Particularly advantageously be, with the basis of Automatic Optimal as the voice output of very different text messages.For example can stipulate that continuous updating is the text message that communication service is sent, thereby be very bothersome content manual examination (check) pronunciation characteristics at this.Can improve this point by Automatic Optimal.

A kind of exemplary approach about Automatic Optimal is that at first input text, and pronunciation data storehouse is loaded with specific pronunciation information.Then, the text element and the basic text element of the text that transmitted compared, and be the additional corresponding pronunciation rule of the text.Owing to both there had been the pronunciation information of having stored and having distributed in advance for basic text element, have again specific to the pronunciation information of the text element that transmits with the text, therefore whole text can be based on each pronunciation information, and says whole text with the possible pronunciation of the best.Can't be even transmit by basic text element understanding or the textual portions that is not covered by basic text element, also free burial ground for the destitute and clearly represent these almost unacquainted text elements undoubtedly by voice signal, because also distributed specific pronunciation information for these text elements, these specific pronunciation information are that the individual car of taking leave of produces, and are additionally transmitted together as supplementary.

So the output of whole text can be carried out or automatically reproduced by the determined moment of autoist.Therefore, autoist can oneself be determined the moment and the duration of reproduction.

Can stipulate in addition, can carry out aftertreatment by editor, especially manual aftertreatment.Can realize thus improving once more, and as if start mode of learning.

Claims

1. method by the voice reproduction text message in automobile, wherein carry out following steps:

A) in the unit of automobile external, provide text element;

It is characterized in that, in the unit of automotive interior, before voice output system puts into operation, store basic text element and corresponding basic pronunciation information; And

2. method according to claim 1 is characterized in that, at automobile external described specific pronunciation information is distributed to the corresponding text element.

3. method according to claim 1 is characterized in that, at automotive interior described specific pronunciation information is distributed to the corresponding text element.

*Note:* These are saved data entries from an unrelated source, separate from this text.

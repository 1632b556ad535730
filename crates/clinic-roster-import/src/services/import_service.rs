//! Import service.
//!
//! Runs one roster import end to end: hash and parse the payload, normalize
//! rows, diff against a fresh directory read, apply the plan and refresh the
//! cache. Also serves cache-first directory reads for the roster screen.

use std::sync::atomic::{AtomicBool, Ordering};
use std::sync::Arc;

use sha2::{Digest, Sha256};

use crate::cache::DirectoryCache;
use crate::config::ImportConfig;
use crate::error::ImportError;
use crate::models::{DirectorySnapshot, EmployeeRecord, Gender, ImportSummary, Role, Status};
use crate::services::bulk_writer::BulkWriter;
use crate::services::{normalizer, reconciler, sheet_parser};
use crate::store::DirectoryStore;

/// Roster import orchestration for one directory collection.
pub struct ImportService {
    store: Arc<dyn DirectoryStore>,
    cache: DirectoryCache,
    config: ImportConfig,
    in_progress: AtomicBool,
}

/// Result of [`ImportService::load_directory`].
#[derive(Debug, Clone, PartialEq, Eq)]
pub struct DirectoryRead {
    pub snapshot: DirectorySnapshot,
    /// Served from the local cache without touching the store.
    pub from_cache: bool,
    /// The store was read but the snapshot could not be cached.
    pub cache_degraded: bool,
}

/// Releases the in-progress flag when dropped.
struct ImportGuard<'a>(&'a AtomicBool);

impl<'a> ImportGuard<'a> {
    fn acquire(flag: &'a AtomicBool) -> Result<Self, ImportError> {
        flag.compare_exchange(false, true, Ordering::AcqRel, Ordering::Acquire)
            .map_err(|_| ImportError::ConcurrentImport)?;
        Ok(Self(flag))
    }
}

impl Drop for ImportGuard<'_> {
    fn drop(&mut self) {
        self.0.store(false, Ordering::Release);
    }
}

impl ImportService {
    pub fn new(
        store: Arc<dyn DirectoryStore>,
        cache: DirectoryCache,
        config: ImportConfig,
    ) -> Self {
        Self {
            store,
            cache,
            config,
            in_progress: AtomicBool::new(false),
        }
    }

    pub fn config(&self) -> &ImportConfig {
        &self.config
    }

    pub fn cache(&self) -> &DirectoryCache {
        &self.cache
    }

    /// Whether an import is currently running.
    pub fn is_importing(&self) -> bool {
        self.in_progress.load(Ordering::Acquire)
    }

    /// Import a roster workbook and reconcile the directory against it.
    ///
    /// Payload errors abort before any write. Write failures are counted in
    /// the summary instead.
    pub async fn import_workbook(&self, file_data: &[u8]) -> Result<ImportSummary, ImportError> {
        let _guard = ImportGuard::acquire(&self.in_progress)?;

        let file_hash = {
            let mut hasher = Sha256::new();
            hasher.update(file_data);
            hex::encode(hasher.finalize())
        };

        let rows = sheet_parser::read_rows(file_data, &self.config.sheet_config())?;
        let rows_read = rows.len();

        let batch = normalizer::normalize_rows(rows, &self.config.sheet_config().columns);

        tracing::info!(
            file_hash = %file_hash,
            file_size_bytes = file_data.len(),
            rows_read,
            valid_rows = batch.records.len(),
            skipped = batch.skipped,
            duplicates = batch.duplicates,
            "Starting roster import"
        );

        let snapshot = self.read_remote().await?;
        let plan = reconciler::plan(&batch.records, &snapshot, &self.config.protected_id);

        let writer = BulkWriter::new(
            Arc::clone(&self.store),
            &self.config.collection,
            self.config.batch_size,
        );
        let written = writer.apply(&plan, &self.cache).await;

        let summary = ImportSummary {
            file_hash,
            rows_read,
            rows_skipped: batch.skipped,
            added: written.added,
            updated: written.updated,
            removed: written.deleted,
            errors: written.errors,
            snapshot_refreshed: written.snapshot_refreshed,
            cache_degraded: written.cache_degraded,
        };

        tracing::info!(
            added = summary.added,
            updated = summary.updated,
            removed = summary.removed,
            errors = summary.errors,
            "Roster import completed"
        );

        Ok(summary)
    }

    /// Current directory, served from the cache when it is fresh.
    ///
    /// A remote read repopulates the cache; `cache_degraded` reports when
    /// that write failed.
    pub async fn load_directory(&self) -> Result<DirectoryRead, ImportError> {
        if let Some(snapshot) = self.cache.read() {
            return Ok(DirectoryRead {
                snapshot,
                from_cache: true,
                cache_degraded: false,
            });
        }
        let snapshot = self.read_remote().await?;
        let cache_degraded = self.cache.write(&snapshot).is_degraded();
        Ok(DirectoryRead {
            snapshot,
            from_cache: false,
            cache_degraded,
        })
    }

    /// Create the protected administrative entry if it is missing.
    ///
    /// Returns whether an entry was written.
    pub async fn seed_admin(&self) -> Result<bool, ImportError> {
        let snapshot = self.read_remote().await?;
        if snapshot.get(&self.config.protected_id).is_some() {
            return Ok(false);
        }

        let record = admin_record(&self.config.protected_id);
        let id = &self.config.protected_id;
        if let Err(e) = self.store.upsert(&self.config.collection, id, &record).await {
            tracing::error!(id = %id, error = %e, "Failed to seed administrative entry");
            return Err(e.into());
        }
        self.cache.clear();

        tracing::info!(id = %self.config.protected_id, "Seeded administrative entry");
        Ok(true)
    }

    /// Fresh read of the whole collection from the store.
    async fn read_remote(&self) -> Result<DirectorySnapshot, ImportError> {
        match self.store.list_all(&self.config.collection).await {
            Ok(entries) => Ok(DirectorySnapshot::new(entries)),
            Err(e) => {
                tracing::error!(
                    store = self.store.store_type(),
                    collection = %self.config.collection,
                    error = %e,
                    "Failed to read directory"
                );
                Err(e.into())
            }
        }
    }
}

fn admin_record(id: &str) -> EmployeeRecord {
    EmployeeRecord {
        employee_id: id.to_uppercase(),
        first_name: "CLINIC".to_string(),
        last_name: "ADMINISTRATOR".to_string(),
        middle_initial: String::new(),
        date_of_birth: None,
        gender: Gender::Unspecified,
        designation: "ADMINISTRATOR".to_string(),
        department: "Administration".to_string(),
        role: Role::Admin,
        status: Status::Active,
    }
}

#[cfg(test)]
mod tests {
    use super::*;
    use crate::cache::MemorySlot;
    use crate::store::InMemoryDirectoryStore;

    fn service(store: Arc<InMemoryDirectoryStore>) -> ImportService {
        ImportService::new(
            store,
            DirectoryCache::new(Arc::new(MemorySlot::new())),
            ImportConfig::default(),
        )
    }

    #[test]
    fn test_guard_rejects_second_holder_and_releases() {
        let flag = AtomicBool::new(false);
        let first = ImportGuard::acquire(&flag).unwrap();
        assert!(matches!(
            ImportGuard::acquire(&flag),
            Err(ImportError::ConcurrentImport)
        ));
        drop(first);
        assert!(ImportGuard::acquire(&flag).is_ok());
        assert!(!flag.load(Ordering::Acquire));
    }

    #[tokio::test]
    async fn test_parse_failure_releases_flag() {
        let store = Arc::new(InMemoryDirectoryStore::new());
        let service = service(store);
        let err = service.import_workbook(b"nope").await.unwrap_err();
        assert!(matches!(err, ImportError::Parse(_)));
        assert!(!service.is_importing());
    }

    #[tokio::test]
    async fn test_seed_admin_once() {
        let store = Arc::new(InMemoryDirectoryStore::new());
        let service = service(store.clone());
        assert!(service.seed_admin().await.unwrap());
        assert!(!service.seed_admin().await.unwrap());

        let entries = store.list_all("users").await.unwrap();
        assert_eq!(entries.len(), 1);
        assert_eq!(entries[0].id, "admin");
        assert_eq!(entries[0].record.role, Role::Admin);
        assert_eq!(entries[0].record.gender, Gender::Unspecified);
    }

    #[tokio::test]
    async fn test_load_directory_prefers_cache() {
        let store = Arc::new(InMemoryDirectoryStore::new());
        let service = service(store.clone());
        service.seed_admin().await.unwrap();

        let first = service.load_directory().await.unwrap();
        assert_eq!(first.snapshot.len(), 1);
        assert!(!first.from_cache);
        assert!(!first.cache_degraded);

        // A write behind the cache's back is not visible until it expires.
        store
            .upsert("users", "E-9", &admin_record("E-9"))
            .await
            .unwrap();
        let cached = service.load_directory().await.unwrap();
        assert!(cached.from_cache);
        assert_eq!(cached.snapshot.len(), 1);

        service.cache().clear();
        assert_eq!(service.load_directory().await.unwrap().snapshot.len(), 2);
    }

    #[tokio::test]
    async fn test_load_directory_reports_degraded_cache() {
        let store = Arc::new(InMemoryDirectoryStore::new());
        let service = ImportService::new(
            store.clone(),
            DirectoryCache::new(Arc::new(MemorySlot::with_capacity(8))),
            ImportConfig::default(),
        );
        service.seed_admin().await.unwrap();

        let read = service.load_directory().await.unwrap();
        assert_eq!(read.snapshot.len(), 1);
        assert!(!read.from_cache);
        assert!(read.cache_degraded);
        assert!(service.cache().read().is_none());

        // Still nothing cached, so the next read goes back to the store.
        let again = service.load_directory().await.unwrap();
        assert!(!again.from_cache);
        assert!(again.cache_degraded);
    }
}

4. according to the described method of one of claim 1 to 3, it is characterized in that described specific pronunciation information is stored in the database, wherein said database is searched according to needs.

5. according to the described method of one of claim 1 to 3, it is characterized in that described text element and described specific pronunciation information are sent in the automobile when automobilism.

6. method according to claim 5 is characterized in that, described text element and described specific pronunciation information are transmitted wirelessly in the automobile when automobilism.

7. according to the described method of one of claim 1 to 3, it is characterized in that described specific pronunciation information and/or produce with standardized format at the distribution of text element.

8. method according to claim 7 is characterized in that, described specific pronunciation information and/or produce with the SSML language at the distribution of text element.

9. according to the described method of one of claim 1 to 3, it is characterized in that, transmit described text element and described specific pronunciation information by broadcast medium.

10. method according to claim 9 is characterized in that, transmits described text element and described specific pronunciation information by digital broadcast network.